At nearly the same time-frame, when financial futures were born at the International Monetary Market of the Chicago Mercantile Exchange, Deng Xiaoping made some visionary proclamations in Beijing. Both events caused revolutionary economic change. Deng urged that The People’s Republic of China focus on development and modernization, allowing facts rather than ideology guide its forward motion. Since that pronouncement, China pursued a pragmatic and nonideological path towards a market-driven economy. The results have been nothing short of astounding. China is today the world’s fastest-growing large economy.  The country has grown around 9 percent a year for more than 25 years, the fastest growth rate for a major economy in recorded history. In that same period it has moved 300 million people out of poverty and quadrupled the average Chinese personal income. Unquestionably, the growth and development of Chinese capital markets deserves unanimous global applause; its government leadership accorded the highest of praise.

China has now reached the moment when financial futures markets must be launched. The effective development of financial derivatives on futures exchanges should be the next step in China’s progression. Not only is this directive necessary for the uninterrupted growth of Chinese capital markets, Chinese futures exchanges, the Shanghai Futures Exchange, the Zhengzhou Commodity Exchange, and the Dalian Commodity Exchange have reached the level of experience that make such a step feasible and desirable. I am personally acquainted with the efforts made by these exchanges to embrace international standards of performance and regulatory requirements. Although there can be no guarantees that adversities and difficulties will not be encountered, these will most likely be normal developmental occurrences and should not be a reason to deny the next step in the metamorphosis of Chinese markets. Today’s China has the required governmental regulatory structures in place, and its futures exchanges have the necessary foundation to proceed.

As Deng Xiaoping observed in 1978, “It doesn’t matter if it is a black cat or a white cat. As long as it can catch mice, it is a good cat.” May I suggest that the power of financial derivatives to allocate capital efficiently is the market equivalent of good cats catching mice. It is an invention that two decades after its launch in 1972, Nobel economist, Merton Miller named “the most significant financial innovation of the last twenty years.” Recently, Alan Greenspan, Chairman of the US Federal Reserve stated that financial derivatives markets, “have significantly lowered the costs and expanded the opportunities for hedging risks that previously were not readily deflected. As a consequence, the financial system is more flexible and efficient, and the economy itself may be more resilient to the real and financial shocks.”

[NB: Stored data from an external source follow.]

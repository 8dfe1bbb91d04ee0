use std::env;
use std::process::ExitCode;

mod commands;
mod error;

use error::{CliError, Result};

fn main() -> ExitCode {
    let args: Vec<String> = env::args().collect();
    match run(&args) {
        Ok(()) => ExitCode::SUCCESS,
        Err(err) => {
            eprintln!("error: {err}");
            ExitCode::FAILURE
        }
    }
}

fn run(args: &[String]) -> Result<()> {
    let program = args.first().map(String::as_str).unwrap_or("gguf");
    let Some(command) = args.get(1).map(String::as_str) else {
        print_usage(program);
        return Err(CliError::Usage("missing command".to_string()));
    };

    match command {
        "show" => commands::show::run(&args[2..]),
        "inspect-tensor" => commands::inspect_tensor::run(&args[2..]),
        "compare" => commands::compare::run(&args[2..]),
        "split-mixtral" => commands::split_mixtral::run(&args[2..]),
        "help" | "-h" | "--help" => {
            print_usage(program);
            Ok(())
        }
        other => {
            print_usage(program);
            Err(CliError::Usage(format!("unknown command '{other}'")))
        }
    }
}

fn print_usage(program: &str) {
    eprintln!("usage: {program} <command> [args]");
    eprintln!("commands:");
    eprintln!("  show <file.gguf> [--verbose]");
    eprintln!("  inspect-tensor <file.gguf> <name> [count]");
    eprintln!("  compare <a.gguf> <b.gguf>");
    eprintln!("  split-mixtral <32 digits 0-7> <in.gguf> <out.gguf>");
}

For these very reasons, this translation of Melamed on the Markets is a significant contribution toward the development of financial markets in China. Indeed, the extraordinary efforts of Wang Xueqin, vice general economist of the Zhengzhou Commodity Exchange, who personally took the time and used his considerable talent to translate this work and make this publication possible, are to be applauded by all the members of the Chinese financial community. Clearly, Mr. Wang has my deep gratitude and the highest of praise as well. The timing for the Chinese version of Melamed on the Markets could not be more appropriate.

Respectfully, Leo Melamed.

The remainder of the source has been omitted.